The benchmark tested the scalability of corporate-complex workloads in terms of data volume with 30TB of data. The testing was conducted using as similar a configuration as can be achieved across Azure and Amazon Web Services (AWS) offerings.

In our benchmark, all 22 queries of the TPC-H (with only necessary platform-specific syntax changes) were executed serially as a single set three (3) times (after a warmup). The individual times of each query were added, and the set with the fastest overall run of the set was chosen for comparison (in aggregate and for individual query comparisons).

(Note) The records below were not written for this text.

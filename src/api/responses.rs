//! API request and response structures

use chrono::{DateTime, Duration, Utc};
use serde::{Deserialize, Serialize};

use crate::{
    state::{RunState, TimerSnapshot},
    utils::{countdown_string, hms::as_seconds_f64, hms_string},
};

/// Body of `POST /timers`
///
/// The duration is given the way a time picker would produce it: each
/// component is optional and bounded, and the total must be positive.
#[derive(Debug, Clone, Serialize, Deserialize)]
pub struct CreateTimerRequest {
    #[serde(default)]
    pub name: String,
    #[serde(default)]
    pub hours: u32,
    #[serde(default)]
    pub minutes: u32,
    #[serde(default)]
    pub seconds: u32,
}

impl CreateTimerRequest {
    /// Validate the picker components and combine them
    pub fn duration(&self) -> Result<Duration, String> {
        if self.hours >= 24 {
            return Err(format!("hours must be below 24, got {}", self.hours));
        }
        if self.minutes >= 60 {
            return Err(format!("minutes must be below 60, got {}", self.minutes));
        }
        if self.seconds >= 60 {
            return Err(format!("seconds must be below 60, got {}", self.seconds));
        }

        let total = i64::from(self.hours) * 3600 + i64::from(self.minutes) * 60 + i64::from(self.seconds);
        if total == 0 {
            return Err("timer duration must be greater than zero".to_string());
        }
        Ok(Duration::seconds(total))
    }
}

/// Body of `POST /timers/reorder`
#[derive(Debug, Clone, Serialize, Deserialize)]
pub struct ReorderRequest {
    pub from: usize,
    pub to: usize,
}

/// A timer as shown to clients
#[derive(Debug, Clone, Serialize, Deserialize)]
#[serde(rename_all = "camelCase")]
pub struct TimerView {
    pub identifier: String,
    pub name: String,
    pub state: RunState,
    pub configured_seconds: f64,
    /// `HH:MM:SS`
    pub configured: String,
    pub remaining_seconds: f64,
    /// `HH:MM:SS`, rounded up
    pub remaining: String,
}

impl From<TimerSnapshot> for TimerView {
    fn from(snapshot: TimerSnapshot) -> Self {
        Self {
            configured_seconds: as_seconds_f64(snapshot.configured),
            configured: hms_string(snapshot.configured),
            remaining_seconds: as_seconds_f64(snapshot.remaining),
            remaining: countdown_string(snapshot.remaining),
            identifier: snapshot.identifier,
            name: snapshot.name,
            state: snapshot.state,
        }
    }
}

/// API response structure for commands
#[derive(Debug, Clone, Serialize, Deserialize)]
pub struct ApiResponse {
    pub status: String,
    pub message: String,
    pub timestamp: DateTime<Utc>,
    #[serde(default, skip_serializing_if = "Option::is_none")]
    pub timer: Option<TimerView>,
}

impl ApiResponse {
    /// Create a successful response, optionally carrying the affected timer
    pub fn ok(message: impl Into<String>, timer: Option<TimerView>) -> Self {
        Self {
            status: "ok".to_string(),
            message: message.into(),
            timestamp: Utc::now(),
            timer,
        }
    }
}

/// Ordered list of all timers
#[derive(Debug, Clone, Serialize, Deserialize)]
pub struct TimerListResponse {
    pub count: usize,
    pub timers: Vec<TimerView>,
    pub timestamp: DateTime<Utc>,
}

impl TimerListResponse {
    pub fn new(snapshots: Vec<TimerSnapshot>) -> Self {
        let timers: Vec<TimerView> = snapshots.into_iter().map(TimerView::from).collect();
        Self {
            count: timers.len(),
            timers,
            timestamp: Utc::now(),
        }
    }
}

/// Status response with a per-state summary
#[derive(Debug, Clone, Serialize, Deserialize)]
pub struct StatusResponse {
    pub timers: usize,
    pub running: usize,
    pub paused: usize,
    pub stopped: usize,
    pub uptime: String,
    pub port: u16,
    pub host: String,
    pub last_action: Option<String>,
    pub last_action_time: Option<DateTime<Utc>>,
}

/// Health check response
#[derive(Debug, Clone, Serialize, Deserialize)]
pub struct HealthResponse {
    pub status: String,
    pub timestamp: DateTime<Utc>,
    pub version: String,
}

impl HealthResponse {
    /// Create a new health response
    pub fn ok() -> Self {
        Self {
            status: "ok".to_string(),
            timestamp: Utc::now(),
            version: env!("CARGO_PKG_VERSION").to_string(),
        }
    }
}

The benchmark results were insightful in revealing the query execution performance of Azure SQL Data Warehouse and Redshift and some of the differentiators in the two products. Azure SQL DW outperformed Redshift in 56 of the 66 queries ran. Overall, the performance advantage was 1.67 times faster.

Please note these results are as of July 2018. Future enhancements to either platform could shift the results.

[1] Due to the cloud configuration, performance data from this benchmark cannot be compared with published official TPC-H results, which only have published results for on-premise configurations.

2. Cloud Analytics Platform Offerings

Big data analytics platforms load, store, and analyze volumes of data at high speed, providing timely insights to businesses. This data can be relational and structured, semi-structured, or unstructured from a variety of sources. Data-driven organizations are leveraging this data, for example, for advanced analysis to market new promotions, operational analytics to drive efficiency, and predictive analytics to evaluate credit risk and detect fraud. Customers are leveraging a mix of relational analytical databases and data warehouses to gain analytic insights.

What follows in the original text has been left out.